◆ **What this task involves**
Transcribe the records below exactly.

◆ **Data provided**

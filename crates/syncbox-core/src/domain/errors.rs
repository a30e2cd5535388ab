//! Domain error types
//!
//! Two layers live here:
//! - [`DomainError`]: construction-time validation of domain values
//! - [`SyncError`]: the taxonomy every sync component reports through,
//!   plus [`ErrorList`] for aggregating several causes into one result

use std::fmt::{self, Display, Formatter};

use thiserror::Error;

/// Errors that can occur in domain operations
#[derive(Debug, Error, Clone, PartialEq, Eq)]
pub enum DomainError {
    /// Invalid path format or content
    #[error("Invalid path: {0}")]
    InvalidPath(String),

    /// Invalid content hash
    #[error("Invalid hash format: {0}")]
    InvalidHash(String),

    /// Invalid server uid
    #[error("Invalid server uid: {0}")]
    InvalidServerUid(String),

    /// Generic validation failure
    #[error("Validation failed: {0}")]
    ValidationFailed(String),

    /// Path is not within the configured sync root
    #[error("Path not within sync root: {0}")]
    PathNotInSyncRoot(String),

    /// ID parsing error
    #[error("Invalid ID format: {0}")]
    InvalidId(String),
}

// ============================================================================
// Sync error taxonomy
// ============================================================================

/// Failure of a single transfer attempt or operation against the remote
#[derive(Debug, Error, Clone, PartialEq, Eq)]
pub enum TransferError {
    /// Timeouts, connection resets, throttling, server errors
    #[error("Transient transfer failure: {0}")]
    Transient(String),

    /// Authorization, not-found, rejected content, or exhausted retries
    #[error("Permanent transfer failure: {0}")]
    Permanent(String),
}

impl TransferError {
    /// True if the operation may succeed when retried
    #[must_use]
    pub fn is_transient(&self) -> bool {
        matches!(self, Self::Transient(_))
    }

    /// Human readable reason without the classification prefix
    #[must_use]
    pub fn reason(&self) -> &str {
        match self {
            Self::Transient(reason) | Self::Permanent(reason) => reason,
        }
    }
}

/// Error taxonomy of the sync core
#[derive(Debug, Error, Clone, PartialEq, Eq)]
pub enum SyncError {
    /// Bad configuration or input; fails fast, never retried automatically
    #[error("Validation error: {0}")]
    Validation(String),

    /// Local Index read/write failure; fatal to the current pass
    #[error("Storage error: {0}")]
    Storage(String),

    /// Network transfer failure
    #[error(transparent)]
    Transfer(#[from] TransferError),

    /// A change lost conflict resolution and was discarded
    #[error("Conflict on {path}: {reason}")]
    Conflict {
        /// Path both sides changed
        path: String,
        /// Which side won and why
        reason: String,
    },

    /// Another operation holds the active-sync reservation
    #[error("Syncbox is reserved by {holder}")]
    Reservation {
        /// Description of the current holder
        holder: String,
    },

    /// The operation was cancelled before completing
    #[error("Operation cancelled")]
    Cancelled,
}

impl SyncError {
    /// Short machine-friendly category name, used as a log/metric label
    #[must_use]
    pub fn category(&self) -> &'static str {
        match self {
            Self::Validation(_) => "validation",
            Self::Storage(_) => "storage",
            Self::Transfer(TransferError::Transient(_)) => "transfer_transient",
            Self::Transfer(TransferError::Permanent(_)) => "transfer_permanent",
            Self::Conflict { .. } => "conflict",
            Self::Reservation { .. } => "reservation",
            Self::Cancelled => "cancelled",
        }
    }

    /// True if this error must abort the current sync pass
    #[must_use]
    pub fn is_fatal_to_pass(&self) -> bool {
        matches!(
            self,
            Self::Storage(_) | Self::Validation(_) | Self::Reservation { .. } | Self::Cancelled
        )
    }

    /// Wrap any error chain as a storage failure
    pub fn storage(err: impl Display) -> Self {
        Self::Storage(err.to_string())
    }
}

impl From<DomainError> for SyncError {
    fn from(err: DomainError) -> Self {
        Self::Validation(err.to_string())
    }
}

// ============================================================================
// Aggregation
// ============================================================================

/// Ordered list of error causes collected during one operation
///
/// Causes are only ever added through explicit calls ([`push`](Self::push),
/// [`extend`](Self::extend), [`merge`](Self::merge)); there is no implicit
/// conversion from arbitrary errors.
#[derive(Debug, Clone, Default, PartialEq, Eq)]
pub struct ErrorList {
    causes: Vec<SyncError>,
}

impl ErrorList {
    #[must_use]
    pub fn new() -> Self {
        Self::default()
    }

    /// Append one cause
    pub fn push(&mut self, err: SyncError) {
        self.causes.push(err);
    }

    /// Append several causes, preserving their order
    pub fn extend(&mut self, errs: impl IntoIterator<Item = SyncError>) {
        self.causes.extend(errs);
    }

    /// Move every cause of `other` to the end of this list
    pub fn merge(&mut self, other: ErrorList) {
        self.causes.extend(other.causes);
    }

    /// Record the error of a result, returning its success value if any
    pub fn collect<T>(&mut self, result: Result<T, SyncError>) -> Option<T> {
        match result {
            Ok(value) => Some(value),
            Err(err) => {
                self.push(err);
                None
            }
        }
    }

    #[must_use]
    pub fn is_empty(&self) -> bool {
        self.causes.is_empty()
    }

    #[must_use]
    pub fn len(&self) -> usize {
        self.causes.len()
    }

    #[must_use]
    pub fn causes(&self) -> &[SyncError] {
        &self.causes
    }

    /// True if any cause would abort a pass
    #[must_use]
    pub fn has_fatal(&self) -> bool {
        self.causes.iter().any(SyncError::is_fatal_to_pass)
    }

    /// `Ok(value)` when no cause was recorded, otherwise `Err(self)`
    ///
    /// # Errors
    /// Returns the list itself when it holds at least one cause
    pub fn into_result<T>(self, value: T) -> Result<T, ErrorList> {
        if self.is_empty() {
            Ok(value)
        } else {
            Err(self)
        }
    }
}

impl Display for ErrorList {
    fn fmt(&self, f: &mut Formatter<'_>) -> fmt::Result {
        match self.causes.len() {
            0 => write!(f, "no errors"),
            1 => write!(f, "{}", self.causes[0]),
            n => {
                write!(f, "{n} errors: ")?;
                for (i, cause) in self.causes.iter().enumerate() {
                    if i > 0 {
                        write!(f, "; ")?;
                    }
                    write!(f, "{cause}")?;
                }
                Ok(())
            }
        }
    }
}

impl std::error::Error for ErrorList {}

impl IntoIterator for ErrorList {
    type Item = SyncError;
    type IntoIter = std::vec::IntoIter<SyncError>;

    fn into_iter(self) -> Self::IntoIter {
        self.causes.into_iter()
    }
}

◆ **Task output**
filename crates/syncbox-core/src/domain/errors.rs
repository a30e2cd5535388ab
//! Domain error types
//!
//! Two layers live here:
//! - [`DomainError`]: construction-time validation of domain values
//! - [`SyncError`]: the taxonomy every sync component reports through,
//!   plus [`ErrorList`] for aggregating several causes into one result

use std::fmt::{self, Display, Formatter};

use thiserror::Error;

/// Errors that can occur in domain operations
#[derive(Debug, Error, Clone, PartialEq, Eq)]
pub enum DomainError {
    /// Invalid path format or content
    #[error("Invalid path: {0}")]
    InvalidPath(String),

    /// Invalid content hash
    #[error("Invalid hash format: {0}")]
    InvalidHash(String),

    /// Invalid server uid
    #[error("Invalid server uid: {0}")]
    InvalidServerUid(String),

    /// Generic validation failure
    #[error("Validation failed: {0}")]
    ValidationFailed(String),

    /// Path is not within the configured sync root
    #[error("Path not within sync root: {0}")]
    PathNotInSyncRoot(String),

    /// ID parsing error
    #[error("Invalid ID format: {0}")]
    InvalidId(String),
}

// ============================================================================
// Sync error taxonomy
// ============================================================================

/// Failure of a single transfer attempt or operation against the remote
#[derive(Debug, Error, Clone, PartialEq, Eq)]
pub enum TransferError {
    /// Timeouts, connection resets, throttling, server errors
    #[error("Transient transfer failure: {0}")]
    Transient(String),

    /// Authorization, not-found, rejected content, or exhausted retries
    #[error("Permanent transfer failure: {0}")]
    Permanent(String),
}

impl TransferError {
    /// True if the operation may succeed when retried
    #[must_use]
    pub fn is_transient(&self) -> bool {
        matches!(self, Self::Transient(_))
    }

    /// Human readable reason without the classification prefix
    #[must_use]
    pub fn reason(&self) -> &str {
        match self {
            Self::Transient(reason) | Self::Permanent(reason) => reason,
        }
    }
}

/// Error taxonomy of the sync core
#[derive(Debug, Error, Clone, PartialEq, Eq)]
pub enum SyncError {
    /// Bad configuration or input; fails fast, never retried automatically
    #[error("Validation error: {0}")]
    Validation(String),

    /// Local Index read/write failure; fatal to the current pass
    #[error("Storage error: {0}")]
    Storage(String),

    /// Network transfer failure
    #[error(transparent)]
    Transfer(#[from] TransferError),

    /// A change lost conflict resolution and was discarded
    #[error("Conflict on {path}: {reason}")]
    Conflict {
        /// Path both sides changed
        path: String,
        /// Which side won and why
        reason: String,
    },

    /// Another operation holds the active-sync reservation
    #[error("Syncbox is reserved by {holder}")]
    Reservation {
        /// Description of the current holder
        holder: String,
    },

    /// The operation was cancelled before completing
    #[error("Operation cancelled")]
    Cancelled,
}

impl SyncError {
    /// Short machine-friendly category name, used as a log/metric label
    #[must_use]
    pub fn category(&self) -> &'static str {
        match self {
            Self::Validation(_) => "validation",
            Self::Storage(_) => "storage",
            Self::Transfer(TransferError::Transient(_)) => "transfer_transient",
            Self::Transfer(TransferError::Permanent(_)) => "transfer_permanent",
            Self::Conflict { .. } => "conflict",
            Self::Reservation { .. } => "reservation",
            Self::Cancelled => "cancelled",
        }
    }

    /// True if this error must abort the current sync pass
    #[must_use]
    pub fn is_fatal_to_pass(&self) -> bool {
        matches!(
            self,
            Self::Storage(_) | Self::Validation(_) | Self::Reservation { .. } | Self::Cancelled
        )
    }

    /// Wrap any error chain as a storage failure
    pub fn storage(err: impl Display) -> Self {
        Self::Storage(err.to_string())
    }
}

impl From<DomainError> for SyncError {
    fn from(err: DomainError) -> Self {
        Self::Validation(err.to_string())
    }
}

// ============================================================================
// Aggregation
// ============================================================================

/// Ordered list of error causes collected during one operation
///
/// Causes are only ever added through explicit calls ([`push`](Self::push),
/// [`extend`](Self::extend), [`merge`](Self::merge)); there is no implicit
/// conversion from arbitrary errors.
#[derive(Debug, Clone, Default, PartialEq, Eq)]
pub struct ErrorList {
    causes: Vec<SyncError>,
}

impl ErrorList {
    #[must_use]
    pub fn new() -> Self {
        Self::default()
    }

    /// Append one cause
    pub fn push(&mut self, err: SyncError) {
        self.causes.push(err);
    }

    /// Append several causes, preserving their order
    pub fn extend(&mut self, errs: impl IntoIterator<Item = SyncError>) {
        self.causes.extend(errs);
    }

    /// Move every cause of `other` to the end of this list
    pub fn merge(&mut self, other: ErrorList) {
        self.causes.extend(other.causes);
    }

    /// Record the error of a result, returning its success value if any
    pub fn collect<T>(&mut self, result: Result<T, SyncError>) -> Option<T> {
        match result {
            Ok(value) => Some(value),
            Err(err) => {
                self.push(err);
                None
            }
        }
    }

    #[must_use]
    pub fn is_empty(&self) -> bool {
        self.causes.is_empty()
    }

    #[must_use]
    pub fn len(&self) -> usize {
        self.causes.len()
    }

    #[must_use]
    pub fn causes(&self) -> &[SyncError] {
        &self.causes
    }

    /// True if any cause would abort a pass
    #[must_use]
    pub fn has_fatal(&self) -> bool {
        self.causes.iter().any(SyncError::is_fatal_to_pass)
    }

    /// `Ok(value)` when no cause was recorded, otherwise `Err(self)`
    ///
    /// # Errors
    /// Returns the list itself when it holds at least one cause
    pub fn into_result<T>(self, value: T) -> Result<T, ErrorList> {
        if self.is_empty() {
            Ok(value)
        } else {
            Err(self)
        }
    }
}

impl Display for ErrorList {
    fn fmt(&self, f: &mut Formatter<'_>) -> fmt::Result {
        match self.causes.len() {
            0 => write!(f, "no errors"),
            1 => write!(f, "{}", self.causes[0]),
            n => {
                write!(f, "{n} errors: ")?;
                for (i, cause) in self.causes.iter().enumerate() {
                    if i > 0 {
                        write!(f, "; ")?;
                    }
                    write!(f, "{cause}")?;
                }
                Ok(())
            }
        }
    }
}

impl std::error::Error for ErrorList {}

impl IntoIterator for ErrorList {
    type Item = SyncError;
    type IntoIter = std::vec::IntoIter<SyncError>;

    fn into_iter(self) -> Self::IntoIter {
        self.causes.into_iter()
    }
}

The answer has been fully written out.